> WHAT YOU HAVE TO DO
Word for word, restate the lines from the start of the data below through the line containing "pub mod transport_helpers;".

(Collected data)
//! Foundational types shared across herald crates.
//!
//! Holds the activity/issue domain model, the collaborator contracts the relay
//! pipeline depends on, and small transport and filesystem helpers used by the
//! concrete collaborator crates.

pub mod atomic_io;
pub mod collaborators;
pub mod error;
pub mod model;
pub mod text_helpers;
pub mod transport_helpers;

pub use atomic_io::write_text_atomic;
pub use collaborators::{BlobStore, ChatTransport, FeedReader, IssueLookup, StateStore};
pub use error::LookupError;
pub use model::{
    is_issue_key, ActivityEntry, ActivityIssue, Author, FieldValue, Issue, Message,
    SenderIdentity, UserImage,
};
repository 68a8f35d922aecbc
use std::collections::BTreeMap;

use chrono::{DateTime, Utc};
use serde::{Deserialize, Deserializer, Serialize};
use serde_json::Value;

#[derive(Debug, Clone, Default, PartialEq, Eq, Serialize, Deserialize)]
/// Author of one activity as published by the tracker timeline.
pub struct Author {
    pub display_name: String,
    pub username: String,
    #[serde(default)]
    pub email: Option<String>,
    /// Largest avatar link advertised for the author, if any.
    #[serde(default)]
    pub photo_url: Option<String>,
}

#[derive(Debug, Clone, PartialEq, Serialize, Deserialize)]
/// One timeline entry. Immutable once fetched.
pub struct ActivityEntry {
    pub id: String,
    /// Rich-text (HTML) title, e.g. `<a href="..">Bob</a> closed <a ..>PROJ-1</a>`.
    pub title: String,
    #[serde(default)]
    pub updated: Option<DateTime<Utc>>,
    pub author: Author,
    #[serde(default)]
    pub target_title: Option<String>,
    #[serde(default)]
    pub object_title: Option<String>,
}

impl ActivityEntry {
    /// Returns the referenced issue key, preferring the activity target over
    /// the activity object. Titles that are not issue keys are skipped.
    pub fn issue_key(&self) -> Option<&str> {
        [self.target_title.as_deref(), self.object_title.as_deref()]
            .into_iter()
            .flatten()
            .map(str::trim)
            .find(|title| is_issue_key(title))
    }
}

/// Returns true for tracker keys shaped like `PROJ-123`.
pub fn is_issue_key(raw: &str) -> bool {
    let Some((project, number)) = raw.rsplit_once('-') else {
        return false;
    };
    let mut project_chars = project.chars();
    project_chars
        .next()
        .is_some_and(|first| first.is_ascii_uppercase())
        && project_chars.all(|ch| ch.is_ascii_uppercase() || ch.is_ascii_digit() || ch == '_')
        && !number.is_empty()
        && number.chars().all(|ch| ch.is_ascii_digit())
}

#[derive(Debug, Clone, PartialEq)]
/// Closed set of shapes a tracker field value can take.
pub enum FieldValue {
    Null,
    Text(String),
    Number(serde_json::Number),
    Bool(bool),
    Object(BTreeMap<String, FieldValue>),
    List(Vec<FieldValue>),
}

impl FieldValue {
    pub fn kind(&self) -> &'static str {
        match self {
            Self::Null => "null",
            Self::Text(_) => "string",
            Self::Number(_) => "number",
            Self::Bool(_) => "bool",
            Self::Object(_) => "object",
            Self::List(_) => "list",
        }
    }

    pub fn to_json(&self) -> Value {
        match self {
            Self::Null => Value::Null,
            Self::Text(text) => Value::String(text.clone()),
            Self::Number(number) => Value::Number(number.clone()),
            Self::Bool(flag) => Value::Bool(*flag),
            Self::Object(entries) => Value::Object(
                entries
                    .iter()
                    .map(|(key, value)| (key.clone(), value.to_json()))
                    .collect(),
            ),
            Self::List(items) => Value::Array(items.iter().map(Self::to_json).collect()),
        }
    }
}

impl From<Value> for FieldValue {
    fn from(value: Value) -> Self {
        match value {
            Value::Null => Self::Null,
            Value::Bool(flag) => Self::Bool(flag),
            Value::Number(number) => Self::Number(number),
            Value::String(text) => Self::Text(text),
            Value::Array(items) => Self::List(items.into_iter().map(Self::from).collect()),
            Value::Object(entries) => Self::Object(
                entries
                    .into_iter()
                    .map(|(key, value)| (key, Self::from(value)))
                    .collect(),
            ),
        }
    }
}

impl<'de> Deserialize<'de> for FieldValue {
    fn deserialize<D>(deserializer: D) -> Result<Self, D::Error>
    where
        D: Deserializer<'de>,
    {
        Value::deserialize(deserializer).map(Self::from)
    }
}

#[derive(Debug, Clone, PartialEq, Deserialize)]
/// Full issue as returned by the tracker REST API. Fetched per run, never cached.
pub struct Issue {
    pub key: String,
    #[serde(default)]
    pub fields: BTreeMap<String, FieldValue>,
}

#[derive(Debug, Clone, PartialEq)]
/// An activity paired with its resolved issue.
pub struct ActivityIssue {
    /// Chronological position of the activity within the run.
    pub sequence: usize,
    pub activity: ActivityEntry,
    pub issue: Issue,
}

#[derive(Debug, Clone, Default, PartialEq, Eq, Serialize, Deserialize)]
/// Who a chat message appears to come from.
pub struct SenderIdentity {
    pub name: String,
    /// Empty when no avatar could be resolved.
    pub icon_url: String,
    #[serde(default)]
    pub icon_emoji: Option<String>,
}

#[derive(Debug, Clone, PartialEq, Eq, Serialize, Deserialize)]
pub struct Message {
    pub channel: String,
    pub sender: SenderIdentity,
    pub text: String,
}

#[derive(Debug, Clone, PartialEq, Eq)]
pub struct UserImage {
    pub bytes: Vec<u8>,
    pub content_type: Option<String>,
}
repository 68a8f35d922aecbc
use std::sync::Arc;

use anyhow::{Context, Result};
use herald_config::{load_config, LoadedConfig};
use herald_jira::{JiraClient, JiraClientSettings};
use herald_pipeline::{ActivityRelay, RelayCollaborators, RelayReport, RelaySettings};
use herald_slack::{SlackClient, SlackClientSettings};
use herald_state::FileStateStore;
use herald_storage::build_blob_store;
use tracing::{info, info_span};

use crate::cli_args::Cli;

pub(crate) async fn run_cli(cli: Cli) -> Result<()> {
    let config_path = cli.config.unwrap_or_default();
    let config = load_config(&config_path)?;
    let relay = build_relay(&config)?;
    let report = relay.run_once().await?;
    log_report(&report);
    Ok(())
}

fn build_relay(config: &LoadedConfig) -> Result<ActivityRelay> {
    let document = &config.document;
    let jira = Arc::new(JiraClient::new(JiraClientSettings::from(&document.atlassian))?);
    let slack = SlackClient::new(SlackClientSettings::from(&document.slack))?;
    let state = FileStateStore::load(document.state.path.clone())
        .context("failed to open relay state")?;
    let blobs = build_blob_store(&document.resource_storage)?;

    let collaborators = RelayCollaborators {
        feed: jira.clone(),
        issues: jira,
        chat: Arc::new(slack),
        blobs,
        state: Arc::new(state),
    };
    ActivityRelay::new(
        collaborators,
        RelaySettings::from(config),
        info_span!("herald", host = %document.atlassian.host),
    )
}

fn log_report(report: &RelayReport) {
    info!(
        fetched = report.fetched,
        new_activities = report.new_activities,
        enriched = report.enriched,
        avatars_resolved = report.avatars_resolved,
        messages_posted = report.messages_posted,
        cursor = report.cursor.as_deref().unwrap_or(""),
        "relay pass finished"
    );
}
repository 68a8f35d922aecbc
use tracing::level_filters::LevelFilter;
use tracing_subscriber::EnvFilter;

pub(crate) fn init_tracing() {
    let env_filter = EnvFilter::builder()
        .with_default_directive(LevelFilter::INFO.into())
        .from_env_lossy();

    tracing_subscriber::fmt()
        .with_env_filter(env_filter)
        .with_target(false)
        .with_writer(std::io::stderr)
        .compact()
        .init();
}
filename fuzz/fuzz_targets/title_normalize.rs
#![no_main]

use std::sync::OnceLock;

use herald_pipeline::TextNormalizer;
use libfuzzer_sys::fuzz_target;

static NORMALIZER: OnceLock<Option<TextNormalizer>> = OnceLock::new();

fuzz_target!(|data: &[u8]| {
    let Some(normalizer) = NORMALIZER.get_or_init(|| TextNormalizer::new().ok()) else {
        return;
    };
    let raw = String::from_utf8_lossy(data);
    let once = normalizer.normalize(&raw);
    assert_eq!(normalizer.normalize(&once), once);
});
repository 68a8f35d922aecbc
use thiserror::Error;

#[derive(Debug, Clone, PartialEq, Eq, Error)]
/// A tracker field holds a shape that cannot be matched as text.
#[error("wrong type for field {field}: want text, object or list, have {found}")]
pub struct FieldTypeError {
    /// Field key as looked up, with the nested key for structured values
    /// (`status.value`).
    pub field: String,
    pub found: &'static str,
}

> RESULT OF THE TASK
//! Foundational types shared across herald crates.
//!
//! Holds the activity/issue domain model, the collaborator contracts the relay
//! pipeline depends on, and small transport and filesystem helpers used by the
//! concrete collaborator crates.

pub mod atomic_io;
pub mod collaborators;
pub mod error;
pub mod model;
pub mod text_helpers;
pub mod transport_helpers;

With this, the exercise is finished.